TSA spokesman Mark Hatfield Jr. said the audit is misleading because TSA already has implemented many of the recommendations in the report and employed new technologies. "The IG report does not provide an accurate picture of the current state of aviation security or the advances TSA has made in expanding our explosive detection capabilities," Hatfield said. "The report is based on field work that is 10 to 14 months old. Since that time, the agency has significantly fortified security procedures, testing and training in every area identified in the outdated report." For example, TSA announced it was implementing new machines that can detect traces of explosives on such paper documents as tickets and drivers' licenses. The first machines have been deployed at Los Angeles International, New York JFK and Chicago O'Hare airports. An earlier pilot program was conducted at Washington Ronald Reagan National Airport.

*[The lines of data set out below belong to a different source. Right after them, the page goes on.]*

/// notifier.rs – Telegram alerts and the chat command surface.
///
/// Alerts are fire-and-forget with payload deduplication: identical texts
/// inside the configured window are suppressed. The command poller accepts
/// `status`, `pnl`, `kill <token>`, `pause <strategy>` and `resume
/// <strategy>`; kill requires the configured confirmation token. Everything
/// degrades to a no-op when credentials are missing.
use std::collections::HashMap;
use std::sync::Arc;
use std::time::Duration;

use anyhow::Result;
use chrono::{Timelike, Utc};
use reqwest::Client;
use serde_json::{json, Value};
use tokio::sync::{mpsc, Mutex};
use tokio::time::Instant;
use tracing::{debug, info, warn};

use crate::config::Settings;
use crate::database::Database;
use crate::models::StrategyId;
use crate::pnl::PnlTracker;
use crate::risk::KillSwitch;

/// Operator commands routed to the control loop.
#[derive(Debug, Clone)]
pub enum ControlCommand {
    Kill { reason: String },
    Pause(StrategyId),
    Resume(StrategyId),
}

// ---------------------------------------------------------------------------
// Notifier
// ---------------------------------------------------------------------------

pub struct Notifier {
    enabled: bool,
    http: Client,
    api_base: String,
    chat_id: String,
    dedup_window: Duration,
    recent: Mutex<HashMap<String, Instant>>,
}

impl Notifier {
    pub fn new(settings: &Settings) -> Self {
        let token = settings.telegram_bot_token.expose();
        let enabled = !token.is_empty() && !settings.telegram.chat_id.is_empty();
        if !enabled {
            info!("telegram disabled: missing bot token or chat id");
        }
        Self {
            enabled,
            http: Client::builder()
                .timeout(Duration::from_secs(10))
                .build()
                .unwrap_or_default(),
            api_base: format!("https://api.telegram.org/bot{token}"),
            chat_id: settings.telegram.chat_id.clone(),
            dedup_window: Duration::from_secs(settings.telegram.dedup_window_secs),
            recent: Mutex::new(HashMap::new()),
        }
    }

    /// Send an alert, suppressing identical payloads inside the dedup window.
    pub async fn alert(&self, text: &str) {
        if !self.enabled {
            debug!(alert = text, "telegram disabled, alert dropped");
            return;
        }
        if self.is_duplicate(text).await {
            debug!("duplicate alert suppressed");
            return;
        }
        self.send(text).await;
    }

    /// Critical alerts skip deduplication.
    pub async fn alert_critical(&self, text: &str) {
        if !self.enabled {
            warn!(alert = text, "telegram disabled, critical alert dropped");
            return;
        }
        self.send(&format!("CRITICAL: {text}")).await;
    }

    async fn is_duplicate(&self, text: &str) -> bool {
        let mut recent = self.recent.lock().await;
        let now = Instant::now();
        recent.retain(|_, sent| now.duration_since(*sent) < self.dedup_window);
        match recent.get(text) {
            Some(_) => true,
            None => {
                recent.insert(text.to_string(), now);
                false
            }
        }
    }

    async fn send(&self, text: &str) {
        let payload = json!({ "chat_id": self.chat_id, "text": text });
        let result = self
            .http
            .post(format!("{}/sendMessage", self.api_base))
            .json(&payload)
            .send()
            .await;
        if let Err(e) = result {
            warn!("telegram send failed: {e}");
        }
    }

    async fn reply(&self, text: &str) {
        if self.enabled {
            self.send(text).await;
        }
    }

    // ------------------------------------------------------------------
    // Command poller
    // ------------------------------------------------------------------

    /// Long-poll getUpdates and dispatch operator commands. Read-only
    /// queries are answered inline; state-changing commands go through the
    /// control channel.
    pub async fn run_command_loop(
        self: Arc<Self>,
        settings: Settings,
        pnl: Arc<PnlTracker>,
        db: Arc<Database>,
        kill: Arc<KillSwitch>,
        control_tx: mpsc::Sender<ControlCommand>,
    ) {
        if !self.enabled {
            return;
        }
        let mut offset: i64 = 0;
        loop {
            let updates = match self.fetch_updates(offset).await {
                Ok(u) => u,
                Err(e) => {
                    warn!("telegram poll failed: {e}");
                    tokio::time::sleep(Duration::from_secs(5)).await;
                    continue;
                }
            };

            for update in updates {
                if let Some(id) = update["update_id"].as_i64() {
                    offset = offset.max(id + 1);
                }
                let Some(text) = update["message"]["text"].as_str() else {
                    continue;
                };
                self.handle_command(text, &settings, &pnl, &db, &kill, &control_tx)
                    .await;
            }
        }
    }

    async fn fetch_updates(&self, offset: i64) -> Result<Vec<Value>> {
        let resp = self
            .http
            .get(format!("{}/getUpdates", self.api_base))
            .query(&[("offset", offset.to_string()), ("timeout", "25".into())])
            .timeout(Duration::from_secs(30))
            .send()
            .await?
            .json::<Value>()
            .await?;
        Ok(resp["result"].as_array().cloned().unwrap_or_default())
    }

    async fn handle_command(
        &self,
        text: &str,
        settings: &Settings,
        pnl: &PnlTracker,
        db: &Database,
        kill: &KillSwitch,
        control_tx: &mpsc::Sender<ControlCommand>,
    ) {
        let mut parts = text.trim().trim_start_matches('/').split_whitespace();
        let command = parts.next().unwrap_or("").to_lowercase();

        match command.as_str() {
            "status" => {
                let halted = if kill.is_active() { "HALTED" } else { "running" };
                let open = db.count_open_positions().unwrap_or(0);
                let summary = pnl.summary_text().await;
                self.reply(&format!(
                    "Mode: {} | {halted}\nOpen positions: {open}\n{summary}",
                    settings.bot.trading_mode
                ))
                .await;
            }
            "pnl" => {
                let total = db.total_realized_pnl().unwrap_or(0.0);
                let summary = pnl.summary_text().await;
                self.reply(&format!("{summary}\nAll-time realized: {total:+.2}"))
                    .await;
            }
            "kill" => {
                let token = parts.next().unwrap_or("");
                if token != settings.telegram.kill_confirmation_token {
                    self.reply(&format!(
                        "Kill requires confirmation: kill {}",
                        settings.telegram.kill_confirmation_token
                    ))
                    .await;
                    return;
                }
                let _ = control_tx
                    .send(ControlCommand::Kill {
                        reason: "telegram operator command".into(),
                    })
                    .await;
            }
            "pause" => match parts.next().unwrap_or("").parse::<StrategyId>() {
                Ok(strategy) => {
                    let _ = control_tx.send(ControlCommand::Pause(strategy)).await;
                    self.reply(&format!("Paused {strategy}")).await;
                }
                Err(_) => {
                    self.reply("Usage: pause <copy_trader|arb_scanner|stink_bidder>")
                        .await
                }
            },
            "resume" => match parts.next().unwrap_or("").parse::<StrategyId>() {
                Ok(strategy) => {
                    let _ = control_tx.send(ControlCommand::Resume(strategy)).await;
                    self.reply(&format!("Resumed {strategy}")).await;
                }
                Err(_) => {
                    self.reply("Usage: resume <copy_trader|arb_scanner|stink_bidder>")
                        .await
                }
            },
            _ => {}
        }
    }

    /// Fire the daily summary at the configured UTC hour.
    pub async fn run_daily_summary_loop(self: Arc<Self>, pnl: Arc<PnlTracker>, utc_hour: u32) {
        let mut last_sent_date = String::new();
        loop {
            let now = Utc::now();
            let today = now.format("%Y-%m-%d").to_string();
            if now.hour() == utc_hour % 24 && last_sent_date != today {
                let summary = pnl.summary_text().await;
                self.alert(&format!("Daily summary {today}\n{summary}")).await;
                if let Err(e) = pnl.record_daily().await {
                    warn!("daily pnl snapshot failed: {e:#}");
                }
                last_sent_date = today;
            }
            tokio::time::sleep(Duration::from_secs(60)).await;
        }
    }
}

"TSA is committed to deploying new explosives detection technologies to passenger security checkpoints to safeguard the traveling public," said Rear Admiral David Stone, Assistant Secretary of Homeland Security for TSA. The machines will be in use at more than one dozen other airports in the next year, Stone said.
…As Screeners Get TSA Authorization For Pat-Downs
The Transportation Security Administration has authorized airport screeners to frisk passengers passing through security in the aftermath of the explosion of two Russian aircraft and in response to recommendations by the 9/11 Commission. The new procedures, which went into effect in September, require passengers to put jackets and coats through X-ray machines, including suit coats, blazers and other lightweight outerwear. Passengers selected for secondary screening may have to endure physical pat-downs. Rear Admiral David Stone, Assistant Secretary of Homeland Security for TSA, said, "These procedures are consistent with TSA efforts to improve and expand the use of technology to screen passengers for explosives at airport checkpoints across the country."
DOT: Air Traffic Controller Errors Are Underreported
Errors by air traffic controllers resulting in near collisions of aircraft are underreported because the system relies on the willingness of controllers and their supervisors to report their own gaffes, a government auditor said in a new report. Alexis Stefani, U.S. Department of Transportation Assistant Inspector General, said recording devices in place at slower centers that direct about one-quarter of the nation's air traffic controllers indicate a higher error rate than at the busiest 75 percent, where such devices are not installed. Last year, the slower centers accounted for 58 percent of mistakes compared with 42 percent at the busier centers.
"At the facilities that handle the most air traffic, the Federal Aviation Administration relies on supervisors and controllers to self-report when errors have occurred and does not have a system in place to verify that this reporting process is reliable," Stefani said in a Sept. 20 memo to FAA Administrator Marion Blakey. FAA, in a bid to improve safety, tracks cases in which controllers bring planes too close together. It reported 1,185 errors in fiscal year 2004, which ended Sept. 30—a 34 percent increase from fiscal 1998. FAA is trying to reduce serious errors by 15 percent by 2008 and has offered controllers a salary hike if they decrease mistakes by 3 percent.
Stefani said her investigation showed that in cases where FAA relies on self-reporting by controllers 22 percent of all errors stemmed from outside complaints. She said it is not "logical" that busier centers would have such a dramatically lower error rate than the slower centers. "While the actual extent of underreporting is unknown, in our view," she said, "these findings show FAA needs to take more aggressive steps to ensure that operational errors are more accurately reported."